CrimeFictionCanada
- Founded: 2000
- Founder: Dr. Marilyn Rose and Dr. Jeannette Sloniowski
- Headquarters: St. Catharines, Ontario, Canada
- Website: www.brocku.ca/crimefictioncanada

= CrimeFictionCanada =

CrimeFictionCanada is an online database founded in 2000 by Dr. Marilyn Rose and Dr. Jeanette Sloniowski of Brock University, St. Catharines, Ontario, Canada. They are co-editors of Canada's first critical book on Canadian detective fiction, Detecting Canada, which is currently in press at Wilfrid Laurier University Press. Sloniowski was also a Judge for the Crime Writers of Canada Best Crime Novel in 2007 and 2008. Dr. Philippa Gates of Wilfrid Laurier University, a detective fiction researcher who was nominated for an Edgar Award by the Mystery Writers of America in the Best Critical/Bibliographical Work for her text, "Detecting Women: Gender and the Hollywood Detective Film," joined the project in May 2005.

The database is broader than its name might suggest. Along with three specifically Canadian sources the data base includes seven lists that cover works of crime, mystery and detection written or produced in English from around the world.

The data base has several sections. There are records of primary sources: Canadian detective fiction - novels; Canadian detective fiction - short stories; crime, mystery and detection television; crime, mystery and detection films, and The Skene-Melvin Collection.

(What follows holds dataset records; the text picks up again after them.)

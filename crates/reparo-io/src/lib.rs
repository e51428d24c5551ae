//! WAV I/O for reparo.
//!
//! This crate provides:
//!
//! - **Decoding**: [`read_wav`] / [`decode_wav`] split a file into one
//!   [`SampleBuffer`](reparo_core::SampleBuffer) per channel. 8/16/24/32-bit
//!   integer and 32-bit float files are accepted.
//! - **Export**: [`write_wav`] / [`encode_wav`] interleave channels into
//!   16-bit signed PCM.
//! - **Metadata**: [`read_wav_info`] reads the header only.
//!
//! ## Quick Start
//!
//! ```rust,ignore
//! use reparo_core::{ClickRemover, Repair};
//! use reparo_io::{read_wav, write_wav};
//!
//! let (channels, _spec) = read_wav("take3.wav")?;
//! let repaired: Vec<_> = channels.iter().map(|c| ClickRemover::default().apply(c)).collect();
//! write_wav("take3_fixed.wav", &repaired)?;
//! ```

mod wav;

pub use wav::{
    WavFormat, WavInfo, WavSpec, decode_wav, encode_wav, read_wav, read_wav_channel,
    read_wav_info, write_wav,
};

/// Error types for WAV I/O.
#[derive(Debug, thiserror::Error)]
pub enum Error {
    /// WAV encode/decode error.
    #[error("WAV file error: {0}")]
    Wav(#[from] hound::Error),

    /// Nothing to write.
    #[error("no channels to write")]
    NoChannels,

    /// Channels passed for export differ in length.
    #[error("channel {channel} has {found} samples, expected {expected}")]
    ChannelLength {
        /// Offending channel index.
        channel: usize,
        /// Length of channel 0.
        expected: usize,
        /// Length of the offending channel.
        found: usize,
    },

    /// Channels passed for export differ in sample rate.
    #[error("channel {channel} is at {found} Hz, expected {expected} Hz")]
    SampleRateMismatch {
        /// Offending channel index.
        channel: usize,
        /// Sample rate of channel 0.
        expected: f32,
        /// Sample rate of the offending channel.
        found: f32,
    },

    /// Sample rate that cannot be stored in a WAV header.
    #[error("invalid sample rate: {0}")]
    InvalidSampleRate(f32),

    /// Requested channel does not exist in the file.
    #[error("channel {requested} out of range (file has {available})")]
    ChannelOutOfRange {
        /// Zero-based channel asked for.
        requested: usize,
        /// Channels in the file.
        available: usize,
    },

    /// Standard I/O error.
    #[error("IO error: {0}")]
    Io(#[from] std::io::Error),
}

/// Convenience result type for WAV I/O.
pub type Result<T> = std::result::Result<T, Error>;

The Skene-Melvin Collection of Canadian Crime, Mystery and Detective Fiction at Brock University, was donated to the university by detective fiction bibliographer David Skene-Melvin in 2001. Gates, in association with the Social Sciences and Humanities Research Council of Canada (SSHRC), has also provided funding and research support for the data base.

The lists of secondary sources cover criticism of Canadian crime, mystery and detective fiction; general criticism of crime, mystery and detection; general criticism of crime, mystery and detection television; general criticism of crime, mystery and detection film; theses and dissertations on crime, mystery and detection.

The lists are fully searchable, by author, titles, publishers, and keywords. The keywords include subgenres such as the "cozy", the "police procedural", "PI", "noir", "gangster", and "heist". The site is intended both for the general public and for research scholars.